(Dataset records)
****************************************

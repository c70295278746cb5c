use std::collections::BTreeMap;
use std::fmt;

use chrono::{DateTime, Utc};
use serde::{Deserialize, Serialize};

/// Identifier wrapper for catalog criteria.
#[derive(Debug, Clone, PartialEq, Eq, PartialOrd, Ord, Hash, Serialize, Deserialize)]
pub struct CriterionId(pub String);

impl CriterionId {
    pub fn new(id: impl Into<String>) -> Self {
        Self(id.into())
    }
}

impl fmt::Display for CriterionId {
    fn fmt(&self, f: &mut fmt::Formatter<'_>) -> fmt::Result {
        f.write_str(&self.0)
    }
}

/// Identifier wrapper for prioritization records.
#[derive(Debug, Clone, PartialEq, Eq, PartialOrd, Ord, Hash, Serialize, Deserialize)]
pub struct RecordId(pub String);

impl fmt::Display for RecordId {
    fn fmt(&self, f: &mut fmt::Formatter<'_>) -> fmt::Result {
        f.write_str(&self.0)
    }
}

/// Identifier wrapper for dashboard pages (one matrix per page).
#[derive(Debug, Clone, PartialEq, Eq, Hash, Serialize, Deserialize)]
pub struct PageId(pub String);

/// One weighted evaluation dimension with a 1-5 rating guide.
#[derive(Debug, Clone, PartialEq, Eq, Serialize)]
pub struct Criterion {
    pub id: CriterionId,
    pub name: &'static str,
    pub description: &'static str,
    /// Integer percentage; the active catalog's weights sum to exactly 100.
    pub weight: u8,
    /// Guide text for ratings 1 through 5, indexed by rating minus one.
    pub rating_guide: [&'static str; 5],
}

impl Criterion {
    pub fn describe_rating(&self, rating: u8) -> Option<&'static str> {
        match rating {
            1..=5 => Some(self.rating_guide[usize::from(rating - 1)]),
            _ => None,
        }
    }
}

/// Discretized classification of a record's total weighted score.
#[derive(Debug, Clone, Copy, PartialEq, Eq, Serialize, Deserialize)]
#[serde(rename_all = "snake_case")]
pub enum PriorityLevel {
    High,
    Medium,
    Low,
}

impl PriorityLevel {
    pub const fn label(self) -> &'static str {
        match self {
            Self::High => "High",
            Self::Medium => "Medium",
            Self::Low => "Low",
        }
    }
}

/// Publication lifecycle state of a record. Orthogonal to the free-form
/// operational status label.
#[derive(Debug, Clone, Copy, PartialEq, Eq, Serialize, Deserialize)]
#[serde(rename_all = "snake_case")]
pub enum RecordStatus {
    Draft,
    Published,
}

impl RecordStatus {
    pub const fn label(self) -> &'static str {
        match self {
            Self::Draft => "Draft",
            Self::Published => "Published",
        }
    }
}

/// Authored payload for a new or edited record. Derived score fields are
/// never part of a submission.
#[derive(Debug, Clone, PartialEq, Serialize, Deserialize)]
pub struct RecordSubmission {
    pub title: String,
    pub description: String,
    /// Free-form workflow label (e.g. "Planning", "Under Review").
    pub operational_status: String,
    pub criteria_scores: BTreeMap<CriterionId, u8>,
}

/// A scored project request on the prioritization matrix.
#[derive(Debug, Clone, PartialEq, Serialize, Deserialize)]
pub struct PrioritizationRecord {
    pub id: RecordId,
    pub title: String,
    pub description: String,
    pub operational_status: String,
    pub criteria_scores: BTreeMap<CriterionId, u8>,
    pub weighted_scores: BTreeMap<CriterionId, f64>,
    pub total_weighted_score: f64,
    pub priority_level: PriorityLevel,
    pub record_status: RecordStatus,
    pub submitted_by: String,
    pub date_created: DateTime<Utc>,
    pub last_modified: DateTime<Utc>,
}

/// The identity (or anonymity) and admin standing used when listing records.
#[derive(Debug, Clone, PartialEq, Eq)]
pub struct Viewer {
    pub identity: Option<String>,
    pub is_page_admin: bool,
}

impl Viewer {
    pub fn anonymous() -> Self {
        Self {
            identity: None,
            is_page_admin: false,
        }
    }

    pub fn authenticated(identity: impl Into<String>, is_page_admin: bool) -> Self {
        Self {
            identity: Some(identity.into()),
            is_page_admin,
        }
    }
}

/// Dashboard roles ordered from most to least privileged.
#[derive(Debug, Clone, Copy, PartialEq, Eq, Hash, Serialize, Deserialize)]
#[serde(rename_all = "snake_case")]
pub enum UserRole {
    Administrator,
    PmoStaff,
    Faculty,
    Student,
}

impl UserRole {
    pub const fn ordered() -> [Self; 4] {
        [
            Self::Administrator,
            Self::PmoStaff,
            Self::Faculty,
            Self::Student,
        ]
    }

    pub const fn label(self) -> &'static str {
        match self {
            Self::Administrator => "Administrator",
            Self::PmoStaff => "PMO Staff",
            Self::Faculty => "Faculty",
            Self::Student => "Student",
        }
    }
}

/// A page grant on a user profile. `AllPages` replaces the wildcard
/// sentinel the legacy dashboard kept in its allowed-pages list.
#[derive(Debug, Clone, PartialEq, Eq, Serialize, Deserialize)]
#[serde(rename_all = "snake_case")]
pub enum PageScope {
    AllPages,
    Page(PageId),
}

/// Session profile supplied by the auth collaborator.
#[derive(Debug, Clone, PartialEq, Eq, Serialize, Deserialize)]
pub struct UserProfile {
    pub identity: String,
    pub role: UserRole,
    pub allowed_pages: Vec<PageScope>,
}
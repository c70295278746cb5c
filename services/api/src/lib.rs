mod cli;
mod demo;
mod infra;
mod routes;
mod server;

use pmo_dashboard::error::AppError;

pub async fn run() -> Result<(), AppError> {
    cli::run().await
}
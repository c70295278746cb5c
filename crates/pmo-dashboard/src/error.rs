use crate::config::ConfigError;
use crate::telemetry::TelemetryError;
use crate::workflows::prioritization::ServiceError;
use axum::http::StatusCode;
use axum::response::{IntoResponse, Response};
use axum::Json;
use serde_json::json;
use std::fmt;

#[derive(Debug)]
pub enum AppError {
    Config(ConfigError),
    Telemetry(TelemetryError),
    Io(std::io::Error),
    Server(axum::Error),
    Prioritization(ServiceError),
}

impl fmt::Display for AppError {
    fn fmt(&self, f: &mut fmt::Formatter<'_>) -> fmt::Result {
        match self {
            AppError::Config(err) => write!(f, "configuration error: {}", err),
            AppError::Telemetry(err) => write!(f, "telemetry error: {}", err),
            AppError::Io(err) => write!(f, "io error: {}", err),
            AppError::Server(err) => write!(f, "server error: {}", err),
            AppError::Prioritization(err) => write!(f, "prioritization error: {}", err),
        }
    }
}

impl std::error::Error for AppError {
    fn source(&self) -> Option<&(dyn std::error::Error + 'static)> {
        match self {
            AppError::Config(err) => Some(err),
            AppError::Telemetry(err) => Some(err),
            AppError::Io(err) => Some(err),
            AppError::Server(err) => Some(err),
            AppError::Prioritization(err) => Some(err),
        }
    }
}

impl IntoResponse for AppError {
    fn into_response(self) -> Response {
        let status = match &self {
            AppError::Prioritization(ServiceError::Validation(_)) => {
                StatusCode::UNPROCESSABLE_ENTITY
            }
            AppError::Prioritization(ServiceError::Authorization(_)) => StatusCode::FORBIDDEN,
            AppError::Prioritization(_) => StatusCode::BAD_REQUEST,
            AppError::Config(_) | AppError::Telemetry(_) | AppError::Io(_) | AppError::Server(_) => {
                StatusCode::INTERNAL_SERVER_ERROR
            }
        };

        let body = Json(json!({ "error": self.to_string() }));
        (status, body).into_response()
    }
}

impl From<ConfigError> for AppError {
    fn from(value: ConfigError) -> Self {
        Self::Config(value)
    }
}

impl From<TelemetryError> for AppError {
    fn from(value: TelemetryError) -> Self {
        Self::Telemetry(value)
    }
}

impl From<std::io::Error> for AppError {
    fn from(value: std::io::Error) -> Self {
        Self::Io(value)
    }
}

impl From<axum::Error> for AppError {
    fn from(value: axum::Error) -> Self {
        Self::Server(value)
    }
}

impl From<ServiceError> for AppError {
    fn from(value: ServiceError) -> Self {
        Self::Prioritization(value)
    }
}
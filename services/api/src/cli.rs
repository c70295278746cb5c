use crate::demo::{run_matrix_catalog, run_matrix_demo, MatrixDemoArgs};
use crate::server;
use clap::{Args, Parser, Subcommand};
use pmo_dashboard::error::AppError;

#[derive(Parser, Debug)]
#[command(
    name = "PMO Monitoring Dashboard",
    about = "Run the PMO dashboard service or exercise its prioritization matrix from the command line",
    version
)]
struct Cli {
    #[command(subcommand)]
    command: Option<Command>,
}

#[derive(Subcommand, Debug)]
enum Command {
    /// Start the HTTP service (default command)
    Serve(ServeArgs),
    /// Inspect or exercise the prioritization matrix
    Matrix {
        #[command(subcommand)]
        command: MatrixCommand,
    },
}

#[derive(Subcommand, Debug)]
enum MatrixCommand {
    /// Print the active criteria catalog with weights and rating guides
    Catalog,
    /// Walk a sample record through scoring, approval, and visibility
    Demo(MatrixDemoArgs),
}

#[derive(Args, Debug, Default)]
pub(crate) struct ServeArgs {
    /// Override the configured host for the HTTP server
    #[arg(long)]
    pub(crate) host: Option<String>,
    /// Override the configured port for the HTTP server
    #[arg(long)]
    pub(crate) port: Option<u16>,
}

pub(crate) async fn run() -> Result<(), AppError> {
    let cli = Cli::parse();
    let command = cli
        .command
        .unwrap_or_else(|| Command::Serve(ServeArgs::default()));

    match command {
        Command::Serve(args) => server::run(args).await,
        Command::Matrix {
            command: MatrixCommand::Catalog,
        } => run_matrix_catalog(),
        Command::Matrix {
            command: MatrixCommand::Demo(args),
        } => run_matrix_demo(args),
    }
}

****************************************

**ABOUT THIS TASK**
Taking every line of the records above into account, tally those that contain "ordered" and give only the total.

**TASK OUTPUT**
2